*PROBLEM REQUIREMENTS*. Repeat the entries below exactly. Begin with the first line and end with the line that contains "pub(crate) struct HealthResponse".

*SUPPLIED RECORDS*.

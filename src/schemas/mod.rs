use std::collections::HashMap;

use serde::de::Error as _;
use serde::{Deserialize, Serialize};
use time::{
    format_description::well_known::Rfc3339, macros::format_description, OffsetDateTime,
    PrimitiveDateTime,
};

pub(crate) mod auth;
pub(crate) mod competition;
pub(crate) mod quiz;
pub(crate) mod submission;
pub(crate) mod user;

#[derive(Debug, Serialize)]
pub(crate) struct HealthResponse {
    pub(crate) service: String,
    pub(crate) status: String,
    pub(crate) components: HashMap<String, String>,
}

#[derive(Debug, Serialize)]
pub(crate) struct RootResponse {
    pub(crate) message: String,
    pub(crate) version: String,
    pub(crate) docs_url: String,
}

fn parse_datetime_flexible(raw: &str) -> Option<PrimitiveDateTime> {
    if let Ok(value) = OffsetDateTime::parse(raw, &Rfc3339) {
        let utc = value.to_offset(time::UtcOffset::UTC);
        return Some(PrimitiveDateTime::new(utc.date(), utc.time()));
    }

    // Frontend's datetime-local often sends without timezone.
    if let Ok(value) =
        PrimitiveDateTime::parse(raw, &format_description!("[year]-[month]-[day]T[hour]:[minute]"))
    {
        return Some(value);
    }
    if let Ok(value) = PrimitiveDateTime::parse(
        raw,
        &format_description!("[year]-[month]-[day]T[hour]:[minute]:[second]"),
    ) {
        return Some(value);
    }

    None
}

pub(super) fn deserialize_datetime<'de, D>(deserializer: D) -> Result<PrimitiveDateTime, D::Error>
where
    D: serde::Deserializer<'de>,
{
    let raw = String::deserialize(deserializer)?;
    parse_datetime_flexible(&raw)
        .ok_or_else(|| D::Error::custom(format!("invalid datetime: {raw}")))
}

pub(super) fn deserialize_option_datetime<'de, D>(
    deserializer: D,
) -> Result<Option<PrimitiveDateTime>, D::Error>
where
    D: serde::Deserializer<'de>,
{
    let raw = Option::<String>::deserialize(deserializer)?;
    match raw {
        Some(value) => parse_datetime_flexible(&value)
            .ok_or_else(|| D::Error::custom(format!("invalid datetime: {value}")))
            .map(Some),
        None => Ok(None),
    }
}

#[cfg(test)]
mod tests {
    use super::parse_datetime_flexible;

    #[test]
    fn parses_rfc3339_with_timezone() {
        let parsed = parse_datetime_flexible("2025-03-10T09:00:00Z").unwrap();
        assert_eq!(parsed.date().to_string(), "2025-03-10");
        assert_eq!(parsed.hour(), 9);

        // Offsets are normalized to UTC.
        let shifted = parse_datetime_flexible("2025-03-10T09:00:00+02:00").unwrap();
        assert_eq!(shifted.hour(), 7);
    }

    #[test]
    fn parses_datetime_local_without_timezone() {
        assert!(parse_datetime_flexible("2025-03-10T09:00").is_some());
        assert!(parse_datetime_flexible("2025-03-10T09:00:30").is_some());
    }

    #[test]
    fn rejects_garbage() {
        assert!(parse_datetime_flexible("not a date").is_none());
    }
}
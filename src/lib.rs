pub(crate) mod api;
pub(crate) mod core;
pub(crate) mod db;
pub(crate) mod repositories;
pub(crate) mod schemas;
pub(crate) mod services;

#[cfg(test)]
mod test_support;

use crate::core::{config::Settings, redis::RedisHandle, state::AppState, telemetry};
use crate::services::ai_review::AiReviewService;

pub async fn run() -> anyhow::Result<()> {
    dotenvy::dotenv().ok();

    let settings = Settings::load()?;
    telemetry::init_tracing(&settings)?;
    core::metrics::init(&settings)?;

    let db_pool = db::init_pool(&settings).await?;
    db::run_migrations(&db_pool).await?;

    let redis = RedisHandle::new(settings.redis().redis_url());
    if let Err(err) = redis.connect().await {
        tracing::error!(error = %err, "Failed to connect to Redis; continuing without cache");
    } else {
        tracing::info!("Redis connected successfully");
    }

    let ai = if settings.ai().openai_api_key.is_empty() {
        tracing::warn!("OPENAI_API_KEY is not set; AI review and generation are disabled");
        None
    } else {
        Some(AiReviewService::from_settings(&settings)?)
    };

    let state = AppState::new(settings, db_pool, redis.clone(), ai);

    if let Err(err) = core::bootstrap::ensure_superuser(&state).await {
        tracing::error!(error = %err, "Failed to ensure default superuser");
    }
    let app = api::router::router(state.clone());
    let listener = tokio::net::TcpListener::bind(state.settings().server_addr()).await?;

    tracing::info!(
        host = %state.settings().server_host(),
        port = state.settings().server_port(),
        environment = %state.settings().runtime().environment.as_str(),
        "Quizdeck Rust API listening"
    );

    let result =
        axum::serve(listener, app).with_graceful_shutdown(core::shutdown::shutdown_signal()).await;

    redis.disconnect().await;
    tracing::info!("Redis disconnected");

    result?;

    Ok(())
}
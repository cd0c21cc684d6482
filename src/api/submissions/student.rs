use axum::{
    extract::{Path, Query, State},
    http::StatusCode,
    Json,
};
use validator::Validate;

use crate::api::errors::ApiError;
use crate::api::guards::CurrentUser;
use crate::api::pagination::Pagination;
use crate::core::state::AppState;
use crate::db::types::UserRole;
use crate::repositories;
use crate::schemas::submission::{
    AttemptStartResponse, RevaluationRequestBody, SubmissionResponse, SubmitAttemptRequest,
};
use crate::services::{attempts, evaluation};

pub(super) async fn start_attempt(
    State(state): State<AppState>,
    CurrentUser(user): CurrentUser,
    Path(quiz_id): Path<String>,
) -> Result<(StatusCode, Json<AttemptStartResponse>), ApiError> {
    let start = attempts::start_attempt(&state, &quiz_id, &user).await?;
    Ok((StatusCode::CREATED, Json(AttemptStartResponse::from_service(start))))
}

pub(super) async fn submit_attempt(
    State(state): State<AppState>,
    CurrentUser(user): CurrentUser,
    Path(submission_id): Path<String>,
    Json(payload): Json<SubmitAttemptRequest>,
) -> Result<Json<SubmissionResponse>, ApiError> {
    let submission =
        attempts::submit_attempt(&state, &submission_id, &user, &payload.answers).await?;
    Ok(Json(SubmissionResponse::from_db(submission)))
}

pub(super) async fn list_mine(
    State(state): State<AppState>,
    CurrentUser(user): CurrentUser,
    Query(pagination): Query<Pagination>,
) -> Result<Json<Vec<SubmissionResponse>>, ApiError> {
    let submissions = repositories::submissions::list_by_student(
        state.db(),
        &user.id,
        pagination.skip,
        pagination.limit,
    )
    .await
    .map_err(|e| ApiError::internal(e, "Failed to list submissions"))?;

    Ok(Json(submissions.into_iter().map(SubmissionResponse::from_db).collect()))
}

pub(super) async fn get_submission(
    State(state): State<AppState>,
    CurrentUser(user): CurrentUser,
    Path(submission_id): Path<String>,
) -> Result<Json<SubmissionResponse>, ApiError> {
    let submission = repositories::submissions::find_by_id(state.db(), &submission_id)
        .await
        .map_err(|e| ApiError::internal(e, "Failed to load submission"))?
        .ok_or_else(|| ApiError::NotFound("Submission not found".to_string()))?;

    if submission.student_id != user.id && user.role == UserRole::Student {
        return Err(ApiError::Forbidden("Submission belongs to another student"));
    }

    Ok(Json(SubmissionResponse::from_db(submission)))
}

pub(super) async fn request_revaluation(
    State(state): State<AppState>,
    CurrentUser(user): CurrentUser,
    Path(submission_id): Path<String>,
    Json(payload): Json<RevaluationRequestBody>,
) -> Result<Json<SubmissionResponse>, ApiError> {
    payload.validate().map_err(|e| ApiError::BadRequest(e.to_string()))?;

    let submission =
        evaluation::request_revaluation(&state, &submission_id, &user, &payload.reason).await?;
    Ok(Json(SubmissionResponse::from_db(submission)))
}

*REPLY*.
filename src/schemas/mod.rs
use std::collections::HashMap;

use serde::de::Error as _;
use serde::{Deserialize, Serialize};
use time::{
    format_description::well_known::Rfc3339, macros::format_description, OffsetDateTime,
    PrimitiveDateTime,
};

pub(crate) mod auth;
pub(crate) mod competition;
pub(crate) mod quiz;
pub(crate) mod submission;
pub(crate) mod user;

#[derive(Debug, Serialize)]
pub(crate) struct HealthResponse {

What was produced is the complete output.